***** Supplied material *****
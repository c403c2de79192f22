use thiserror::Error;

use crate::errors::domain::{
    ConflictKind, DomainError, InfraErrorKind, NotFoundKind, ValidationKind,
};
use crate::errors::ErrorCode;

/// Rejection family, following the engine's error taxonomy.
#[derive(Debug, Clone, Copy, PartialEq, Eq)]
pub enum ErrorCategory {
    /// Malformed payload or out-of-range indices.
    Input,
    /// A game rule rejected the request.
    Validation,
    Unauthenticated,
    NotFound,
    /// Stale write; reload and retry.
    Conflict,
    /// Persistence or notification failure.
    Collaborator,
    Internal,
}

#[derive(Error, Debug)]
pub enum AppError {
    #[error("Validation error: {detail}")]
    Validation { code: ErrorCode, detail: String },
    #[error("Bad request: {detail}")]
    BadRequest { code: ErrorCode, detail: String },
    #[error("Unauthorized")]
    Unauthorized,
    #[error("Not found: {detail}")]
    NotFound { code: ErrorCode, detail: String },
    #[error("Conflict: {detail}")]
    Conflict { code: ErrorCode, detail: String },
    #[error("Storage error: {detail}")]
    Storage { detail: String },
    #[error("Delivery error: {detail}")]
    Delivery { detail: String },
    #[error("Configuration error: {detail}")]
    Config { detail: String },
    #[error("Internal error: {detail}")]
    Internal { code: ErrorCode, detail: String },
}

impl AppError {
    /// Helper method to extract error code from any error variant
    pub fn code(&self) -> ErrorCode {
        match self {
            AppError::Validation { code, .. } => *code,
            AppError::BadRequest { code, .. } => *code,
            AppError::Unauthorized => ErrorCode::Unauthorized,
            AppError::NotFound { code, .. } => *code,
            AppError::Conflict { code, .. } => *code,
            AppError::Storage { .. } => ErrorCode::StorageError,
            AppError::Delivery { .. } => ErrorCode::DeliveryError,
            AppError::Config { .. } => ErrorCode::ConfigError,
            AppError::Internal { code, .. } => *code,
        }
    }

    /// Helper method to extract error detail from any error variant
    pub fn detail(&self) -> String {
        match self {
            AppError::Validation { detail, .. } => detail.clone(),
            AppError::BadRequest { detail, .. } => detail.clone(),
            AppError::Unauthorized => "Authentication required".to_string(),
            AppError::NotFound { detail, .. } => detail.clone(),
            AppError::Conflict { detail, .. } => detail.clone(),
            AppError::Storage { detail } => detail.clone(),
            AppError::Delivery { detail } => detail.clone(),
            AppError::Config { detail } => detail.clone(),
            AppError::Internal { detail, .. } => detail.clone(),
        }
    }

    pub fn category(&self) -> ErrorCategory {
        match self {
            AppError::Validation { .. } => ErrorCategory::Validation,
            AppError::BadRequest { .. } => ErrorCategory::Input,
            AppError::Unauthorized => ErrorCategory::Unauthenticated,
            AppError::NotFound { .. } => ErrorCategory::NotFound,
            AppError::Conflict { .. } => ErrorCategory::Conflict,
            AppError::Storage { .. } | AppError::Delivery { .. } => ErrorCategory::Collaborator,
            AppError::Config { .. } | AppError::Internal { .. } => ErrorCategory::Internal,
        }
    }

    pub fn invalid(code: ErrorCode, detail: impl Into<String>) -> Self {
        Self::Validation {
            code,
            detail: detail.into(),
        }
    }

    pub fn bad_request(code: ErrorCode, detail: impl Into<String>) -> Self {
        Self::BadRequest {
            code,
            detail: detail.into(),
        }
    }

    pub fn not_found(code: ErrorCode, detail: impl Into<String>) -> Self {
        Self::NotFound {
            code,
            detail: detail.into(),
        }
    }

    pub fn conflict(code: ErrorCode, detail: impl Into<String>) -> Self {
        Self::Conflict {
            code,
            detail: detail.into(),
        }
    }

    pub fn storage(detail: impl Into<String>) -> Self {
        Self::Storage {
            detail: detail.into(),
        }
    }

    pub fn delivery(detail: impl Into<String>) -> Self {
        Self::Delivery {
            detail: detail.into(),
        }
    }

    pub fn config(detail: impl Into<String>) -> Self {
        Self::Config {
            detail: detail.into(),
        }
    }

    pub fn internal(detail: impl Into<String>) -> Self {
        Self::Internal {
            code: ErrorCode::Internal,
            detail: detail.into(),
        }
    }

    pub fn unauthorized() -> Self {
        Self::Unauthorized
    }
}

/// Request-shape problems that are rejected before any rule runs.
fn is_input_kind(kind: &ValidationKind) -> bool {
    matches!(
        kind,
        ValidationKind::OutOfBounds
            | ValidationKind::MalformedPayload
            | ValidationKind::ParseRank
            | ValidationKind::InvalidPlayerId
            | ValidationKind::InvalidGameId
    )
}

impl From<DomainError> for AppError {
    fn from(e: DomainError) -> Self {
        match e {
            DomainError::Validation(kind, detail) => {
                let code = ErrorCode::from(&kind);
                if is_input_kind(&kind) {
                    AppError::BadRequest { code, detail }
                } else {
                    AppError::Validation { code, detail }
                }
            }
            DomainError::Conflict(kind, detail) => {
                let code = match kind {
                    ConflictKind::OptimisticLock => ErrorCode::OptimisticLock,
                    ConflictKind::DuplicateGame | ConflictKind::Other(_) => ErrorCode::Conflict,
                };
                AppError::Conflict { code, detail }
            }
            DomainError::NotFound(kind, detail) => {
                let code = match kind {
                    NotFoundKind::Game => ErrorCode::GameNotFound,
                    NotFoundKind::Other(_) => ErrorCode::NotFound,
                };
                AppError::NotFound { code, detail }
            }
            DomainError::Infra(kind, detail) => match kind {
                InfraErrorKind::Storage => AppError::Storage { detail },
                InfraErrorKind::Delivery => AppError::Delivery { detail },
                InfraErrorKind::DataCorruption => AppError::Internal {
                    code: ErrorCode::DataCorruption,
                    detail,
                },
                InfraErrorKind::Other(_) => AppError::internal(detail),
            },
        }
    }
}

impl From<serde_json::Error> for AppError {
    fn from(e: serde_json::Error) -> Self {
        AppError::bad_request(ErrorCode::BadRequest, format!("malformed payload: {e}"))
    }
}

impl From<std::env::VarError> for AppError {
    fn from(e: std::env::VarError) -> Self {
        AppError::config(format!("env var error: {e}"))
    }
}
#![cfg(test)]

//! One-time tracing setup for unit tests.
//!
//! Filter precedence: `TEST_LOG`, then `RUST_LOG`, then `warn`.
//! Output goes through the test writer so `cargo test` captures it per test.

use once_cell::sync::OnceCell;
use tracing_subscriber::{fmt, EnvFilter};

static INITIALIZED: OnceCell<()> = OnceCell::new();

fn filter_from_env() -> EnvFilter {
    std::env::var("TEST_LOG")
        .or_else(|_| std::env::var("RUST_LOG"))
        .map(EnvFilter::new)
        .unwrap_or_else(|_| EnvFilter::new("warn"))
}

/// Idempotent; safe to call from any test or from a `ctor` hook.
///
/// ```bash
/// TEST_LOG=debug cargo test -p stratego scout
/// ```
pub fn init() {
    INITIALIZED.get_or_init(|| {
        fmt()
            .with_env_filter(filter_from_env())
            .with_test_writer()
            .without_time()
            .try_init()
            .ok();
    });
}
*****
Task details: Quote every line from the line containing "fn filter_from_env() ->" through the closing line of the listing, including both.

Your response:
fn filter_from_env() -> EnvFilter {
    std::env::var("TEST_LOG")
        .or_else(|_| std::env::var("RUST_LOG"))
        .map(EnvFilter::new)
        .unwrap_or_else(|_| EnvFilter::new("warn"))
}

/// Idempotent; safe to call from any test or from a `ctor` hook.
///
/// ```bash
/// TEST_LOG=debug cargo test -p stratego scout
/// ```
pub fn init() {
    INITIALIZED.get_or_init(|| {
        fmt()
            .with_env_filter(filter_from_env())
            .with_test_writer()
            .without_time()
            .try_init()
            .ok();
    });
}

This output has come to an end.